Return every line of the data below, exactly.
==== GIVEN RECORDS
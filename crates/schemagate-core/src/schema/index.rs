//! Index declarations.

use super::field::Literal;

/// Access method of an index.
#[derive(Debug, Clone, Copy, PartialEq, Eq, Hash)]
pub enum IndexMethod {
    /// B-tree (Postgres' default).
    BTree,
    /// GIN, used for JSONB columns.
    Gin,
}

impl IndexMethod {
    /// The method as written after `USING`.
    #[must_use]
    pub const fn as_sql(self) -> &'static str {
        match self {
            Self::BTree => "btree",
            Self::Gin => "gin",
        }
    }
}

/// Comparison operator of a partial-index condition.
#[derive(Debug, Clone, Copy, PartialEq, Eq, Hash)]
pub enum Comparison {
    /// `=`
    Eq,
    /// `<>`
    NotEq,
    /// `<`
    Lt,
    /// `<=`
    LtEq,
    /// `>`
    Gt,
    /// `>=`
    GtEq,
}

impl Comparison {
    /// The operator as written in SQL.
    #[must_use]
    pub const fn as_sql(self) -> &'static str {
        match self {
            Self::Eq => "=",
            Self::NotEq => "<>",
            Self::Lt => "<",
            Self::LtEq => "<=",
            Self::Gt => ">",
            Self::GtEq => ">=",
        }
    }
}

/// One conjunct of a partial index's `WHERE` clause.
#[derive(Debug, Clone, PartialEq)]
pub enum IndexCondition {
    /// `"field" <op> <literal>`
    Compare {
        /// Field being compared.
        field: String,
        /// Operator.
        op: Comparison,
        /// Right-hand side.
        value: Literal,
    },
    /// `"field" IS NULL`
    IsNull(String),
    /// `"field" IS NOT NULL`
    IsNotNull(String),
}

impl IndexCondition {
    /// `"field" = value`.
    #[must_use]
    pub fn eq(field: impl Into<String>, value: Literal) -> Self {
        Self::Compare {
            field: field.into(),
            op: Comparison::Eq,
            value,
        }
    }

    /// `"field" <op> value`.
    #[must_use]
    pub fn compare(field: impl Into<String>, op: Comparison, value: Literal) -> Self {
        Self::Compare {
            field: field.into(),
            op,
            value,
        }
    }

    /// The field this condition reads.
    #[must_use]
    pub fn field(&self) -> &str {
        match self {
            Self::Compare { field, .. } | Self::IsNull(field) | Self::IsNotNull(field) => field,
        }
    }
}

/// A named, ordered index over one or more fields of a table.
#[derive(Debug, Clone, PartialEq)]
pub struct IndexSpec {
    name: String,
    columns: Vec<String>,
    unique: bool,
    conditions: Vec<IndexCondition>,
    method: Option<IndexMethod>,
}

impl IndexSpec {
    /// Declares a non-unique index with an explicit name.
    #[must_use]
    pub fn new<I, S>(name: impl Into<String>, columns: I) -> Self
    where
        I: IntoIterator<Item = S>,
        S: Into<String>,
    {
        Self {
            name: name.into(),
            columns: columns.into_iter().map(Into::into).collect(),
            unique: false,
            conditions: Vec::new(),
            method: None,
        }
    }

    /// Declares an index named `idx_<table>_<col>_<col>...`.
    #[must_use]
    pub fn for_columns<I, S>(table: &str, columns: I) -> Self
    where
        I: IntoIterator<Item = S>,
        S: Into<String>,
    {
        let columns: Vec<String> = columns.into_iter().map(Into::into).collect();
        let name = format!("idx_{table}_{}", columns.join("_"));
        Self::new(name, columns)
    }

    /// Makes the index `UNIQUE`.
    #[must_use]
    pub fn unique(mut self) -> Self {
        self.unique = true;
        self
    }

    /// Adds a partial-index condition; conditions are joined with `AND`.
    #[must_use]
    pub fn condition(mut self, condition: IndexCondition) -> Self {
        self.conditions.push(condition);
        self
    }

    /// Forces an access method instead of deriving it from the column types.
    #[must_use]
    pub fn using(mut self, method: IndexMethod) -> Self {
        self.method = Some(method);
        self
    }

    /// Index name.
    #[must_use]
    pub fn name(&self) -> &str {
        &self.name
    }

    /// Indexed columns, in order.
    #[must_use]
    pub fn columns(&self) -> &[String] {
        &self.columns
    }

    /// Whether the index is `UNIQUE`.
    #[must_use]
    pub const fn is_unique(&self) -> bool {
        self.unique
    }

    /// Partial-index conditions.
    #[must_use]
    pub fn conditions(&self) -> &[IndexCondition] {
        &self.conditions
    }

    /// Access method. Resolved when the owning table is built.
    #[must_use]
    pub fn method(&self) -> IndexMethod {
        self.method.unwrap_or(IndexMethod::BTree)
    }

    pub(crate) const fn explicit_method(&self) -> Option<IndexMethod> {
        self.method
    }

    pub(crate) fn resolve_method(&mut self, method: IndexMethod) {
        self.method = Some(method);
    }
}

#[cfg(test)]
mod tests {
    use super::*;

    #[test]
    fn test_conventional_name() {
        let index = IndexSpec::for_columns("TestCollection", ["a", "b"]);
        assert_eq!(index.name(), "idx_TestCollection_a_b");
        assert_eq!(index.columns(), ["a", "b"]);
        assert!(!index.is_unique());
        assert_eq!(index.method(), IndexMethod::BTree);
    }

    #[test]
    fn test_condition_field() {
        let condition = IndexCondition::compare("a", Comparison::Gt, Literal::Int(3));
        assert_eq!(condition.field(), "a");
        assert_eq!(IndexCondition::IsNull("b".into()).field(), "b");
    }
}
========
= TASK OUTPUT =
filename crates/schemagate-core/src/schema/index.rs
//! Index declarations.

use super::field::Literal;

/// Access method of an index.
#[derive(Debug, Clone, Copy, PartialEq, Eq, Hash)]
pub enum IndexMethod {
    /// B-tree (Postgres' default).
    BTree,
    /// GIN, used for JSONB columns.
    Gin,
}

impl IndexMethod {
    /// The method as written after `USING`.
    #[must_use]
    pub const fn as_sql(self) -> &'static str {
        match self {
            Self::BTree => "btree",
            Self::Gin => "gin",
        }
    }
}

/// Comparison operator of a partial-index condition.
#[derive(Debug, Clone, Copy, PartialEq, Eq, Hash)]
pub enum Comparison {
    /// `=`
    Eq,
    /// `<>`
    NotEq,
    /// `<`
    Lt,
    /// `<=`
    LtEq,
    /// `>`
    Gt,
    /// `>=`
    GtEq,
}

impl Comparison {
    /// The operator as written in SQL.
    #[must_use]
    pub const fn as_sql(self) -> &'static str {
        match self {
            Self::Eq => "=",
            Self::NotEq => "<>",
            Self::Lt => "<",
            Self::LtEq => "<=",
            Self::Gt => ">",
            Self::GtEq => ">=",
        }
    }
}

/// One conjunct of a partial index's `WHERE` clause.
#[derive(Debug, Clone, PartialEq)]
pub enum IndexCondition {
    /// `"field" <op> <literal>`
    Compare {
        /// Field being compared.
        field: String,
        /// Operator.
        op: Comparison,
        /// Right-hand side.
        value: Literal,
    },
    /// `"field" IS NULL`
    IsNull(String),
    /// `"field" IS NOT NULL`
    IsNotNull(String),
}

impl IndexCondition {
    /// `"field" = value`.
    #[must_use]
    pub fn eq(field: impl Into<String>, value: Literal) -> Self {
        Self::Compare {
            field: field.into(),
            op: Comparison::Eq,
            value,
        }
    }

    /// `"field" <op> value`.
    #[must_use]
    pub fn compare(field: impl Into<String>, op: Comparison, value: Literal) -> Self {
        Self::Compare {
            field: field.into(),
            op,
            value,
        }
    }

    /// The field this condition reads.
    #[must_use]
    pub fn field(&self) -> &str {
        match self {
            Self::Compare { field, .. } | Self::IsNull(field) | Self::IsNotNull(field) => field,
        }
    }
}

/// A named, ordered index over one or more fields of a table.
#[derive(Debug, Clone, PartialEq)]
pub struct IndexSpec {
    name: String,
    columns: Vec<String>,
    unique: bool,
    conditions: Vec<IndexCondition>,
    method: Option<IndexMethod>,
}

impl IndexSpec {
    /// Declares a non-unique index with an explicit name.
    #[must_use]
    pub fn new<I, S>(name: impl Into<String>, columns: I) -> Self
    where
        I: IntoIterator<Item = S>,
        S: Into<String>,
    {
        Self {
            name: name.into(),
            columns: columns.into_iter().map(Into::into).collect(),
            unique: false,
            conditions: Vec::new(),
            method: None,
        }
    }

    /// Declares an index named `idx_<table>_<col>_<col>...`.
    #[must_use]
    pub fn for_columns<I, S>(table: &str, columns: I) -> Self
    where
        I: IntoIterator<Item = S>,
        S: Into<String>,
    {
        let columns: Vec<String> = columns.into_iter().map(Into::into).collect();
        let name = format!("idx_{table}_{}", columns.join("_"));
        Self::new(name, columns)
    }

    /// Makes the index `UNIQUE`.
    #[must_use]
    pub fn unique(mut self) -> Self {
        self.unique = true;
        self
    }

    /// Adds a partial-index condition; conditions are joined with `AND`.
    #[must_use]
    pub fn condition(mut self, condition: IndexCondition) -> Self {
        self.conditions.push(condition);
        self
    }

    /// Forces an access method instead of deriving it from the column types.
    #[must_use]
    pub fn using(mut self, method: IndexMethod) -> Self {
        self.method = Some(method);
        self
    }

    /// Index name.
    #[must_use]
    pub fn name(&self) -> &str {
        &self.name
    }

    /// Indexed columns, in order.
    #[must_use]
    pub fn columns(&self) -> &[String] {
        &self.columns
    }

    /// Whether the index is `UNIQUE`.
    #[must_use]
    pub const fn is_unique(&self) -> bool {
        self.unique
    }

    /// Partial-index conditions.
    #[must_use]
    pub fn conditions(&self) -> &[IndexCondition] {
        &self.conditions
    }

    /// Access method. Resolved when the owning table is built.
    #[must_use]
    pub fn method(&self) -> IndexMethod {
        self.method.unwrap_or(IndexMethod::BTree)
    }

    pub(crate) const fn explicit_method(&self) -> Option<IndexMethod> {
        self.method
    }

    pub(crate) fn resolve_method(&mut self, method: IndexMethod) {
        self.method = Some(method);
    }
}

#[cfg(test)]
mod tests {
    use super::*;

    #[test]
    fn test_conventional_name() {
        let index = IndexSpec::for_columns("TestCollection", ["a", "b"]);
        assert_eq!(index.name(), "idx_TestCollection_a_b");
        assert_eq!(index.columns(), ["a", "b"]);
        assert!(!index.is_unique());
        assert_eq!(index.method(), IndexMethod::BTree);
    }

    #[test]
    fn test_condition_field() {
        let condition = IndexCondition::compare("a", Comparison::Gt, Literal::Int(3));
        assert_eq!(condition.field(), "a");
        assert_eq!(IndexCondition::IsNull("b".into()).field(), "b");
    }
}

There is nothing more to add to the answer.